Современная пушкинистика решает сложные задачи. Закономерно, что свою книгу Б. Мейлах завершает очерком «Наука о Пушкине вчера и сегодня», в котором дается обзор вышедших трудов, и намечает наиболее острые проблемы, от решения которых зависит дальнейшее развитие этой области литературоведения. Автор убежден, что «назрела задача синтетического исследования художественной системы Пушкина как целостного единства» (стр. 298). Получившая в наши дни распространение «схема эволюции творчества Пушкина» недостаточна, не соответствует, по мнению Б. Мейлаха, реальности динамичного и сложного пути развития пушкинского гения. «Деятельность писателя, живую динамику его творческого сознания нельзя рассекать на периоды, никак не связанные между собой» (стр. 298). Далее речь идет о перспективах исследования психологии творчества поэта, его художественной лаборатории.

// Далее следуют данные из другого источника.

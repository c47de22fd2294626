//! Journey endpoints: `POST /api/journeys`, `GET /api/journeys`,
//! `GET /api/journeys/:id`.
//!
//! Reads come in two shapes chosen by call-site intent: the list shape
//! renders related records as display strings and annotates availability;
//! the detail shape resolves the route, nests full crew records and lists
//! the taken seat addresses.

use crate::catalog::{self, Journey, NewJourney};
use crate::error::AppError;
use crate::queries;
use crate::queries::journeys::{JourneyDetail, JourneyListItem};
use crate::server::state::AppState;
use crate::types::JourneyId;
use axum::{
    Json,
    extract::{Path, State},
    http::StatusCode,
};

/// Create a journey.
///
/// # Example
///
/// ```bash
/// curl -X POST http://localhost:8080/api/journeys \
///   -H "Content-Type: application/json" \
///   -d '{
///     "route": 1,
///     "train": 1,
///     "departure_time": "2026-09-01T08:00:00Z",
///     "arrival_time": "2026-09-01T12:30:00Z",
///     "crew": [1, 2]
///   }'
/// ```
pub async fn create_journey(
    State(state): State<AppState>,
    Json(request): Json<NewJourney>,
) -> Result<(StatusCode, Json<Journey>), AppError> {
    let journey = catalog::create_journey(&state.pool, &request).await?;
    Ok((StatusCode::CREATED, Json(journey)))
}

/// List journeys in the compact shape, `tickets_available` included.
///
/// Availability for the whole result set is computed in one grouped query.
pub async fn list_journeys(
    State(state): State<AppState>,
) -> Result<Json<Vec<JourneyListItem>>, AppError> {
    let journeys = queries::list_journeys(&state.pool).await?;
    Ok(Json(journeys))
}

/// Get a journey in the resolved detail shape, taken seats included.
pub async fn get_journey(
    State(state): State<AppState>,
    Path(id): Path<JourneyId>,
) -> Result<Json<JourneyDetail>, AppError> {
    queries::journey_detail(&state.pool, id)
        .await?
        .map(Json)
        .ok_or_else(|| AppError::not_found("Journey", id))
}
//! Free-seat computation for journeys.
//!
//! Availability is capacity minus committed tickets, read in a single SQL
//! statement so the two figures come from one snapshot. Two uncoordinated
//! reads could otherwise interleave with a concurrent booking and produce
//! transiently wrong values.

use crate::error::BookingError;
use crate::types::JourneyId;
use sqlx::PgExecutor;

/// Capacity and sold-ticket figures for one journey, from one snapshot.
#[derive(Debug, Clone, Copy, sqlx::FromRow)]
struct AvailabilityRow {
    capacity: i64,
    sold: i64,
}

/// Derive the free-seat count from a consistent (capacity, sold) pair.
///
/// A negative result means more tickets exist than seats, which the unique
/// constraint makes impossible in a healthy system. It is reported as a
/// consistency violation and logged, never clamped to zero.
///
/// # Errors
///
/// Returns [`BookingError::ConsistencyViolation`] when `sold > capacity`.
pub fn compute_available(
    journey: JourneyId,
    capacity: i64,
    sold: i64,
) -> Result<i64, BookingError> {
    let available = capacity - sold;
    if available < 0 {
        tracing::error!(
            %journey,
            capacity,
            sold,
            "journey has more tickets than seats; uniqueness invariant breached"
        );
        return Err(BookingError::ConsistencyViolation {
            journey,
            capacity,
            sold,
        });
    }
    Ok(available)
}

/// Count the remaining free seats on a journey.
///
/// Returns `None` when the journey does not exist.
///
/// # Errors
///
/// Returns a database error on query failure, or a consistency violation
/// when the snapshot shows more tickets than capacity.
pub async fn available<'e, E>(
    executor: E,
    journey: JourneyId,
) -> Result<Option<i64>, BookingError>
where
    E: PgExecutor<'e>,
{
    let row: Option<AvailabilityRow> = sqlx::query_as(
        "SELECT t.cargo_count::bigint * t.places_in_cargo::bigint AS capacity,
                COUNT(tk.id) AS sold
         FROM journeys j
         JOIN trains t ON t.id = j.train_id
         LEFT JOIN tickets tk ON tk.journey_id = j.id
         WHERE j.id = $1
         GROUP BY t.cargo_count, t.places_in_cargo",
    )
    .bind(journey)
    .fetch_optional(executor)
    .await?;

    row.map(|row| compute_available(journey, row.capacity, row.sold))
        .transpose()
}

Но Б. Мейлах не только формулирует актуальные проблемы изучения творчества поэта, что важно само по себе, но и участвует в их разработке. Интерес представляет в этой связи его книга «Творчество А. С. Пушкина. Развитие художественной системы».

«Эта книга… – опыт характеристики логики творческой эволюции Пушкина, магистральных линий развития его художественной мысли, принципов, которые формировали его систему». Для реализации этого замысла потребуются обширные, скорее всего коллективные, исследования. Свою же роль автор видит в том, чтобы «в лаконичной форме представить абрис общей картины творческой эволюции поэта» (стр. 3).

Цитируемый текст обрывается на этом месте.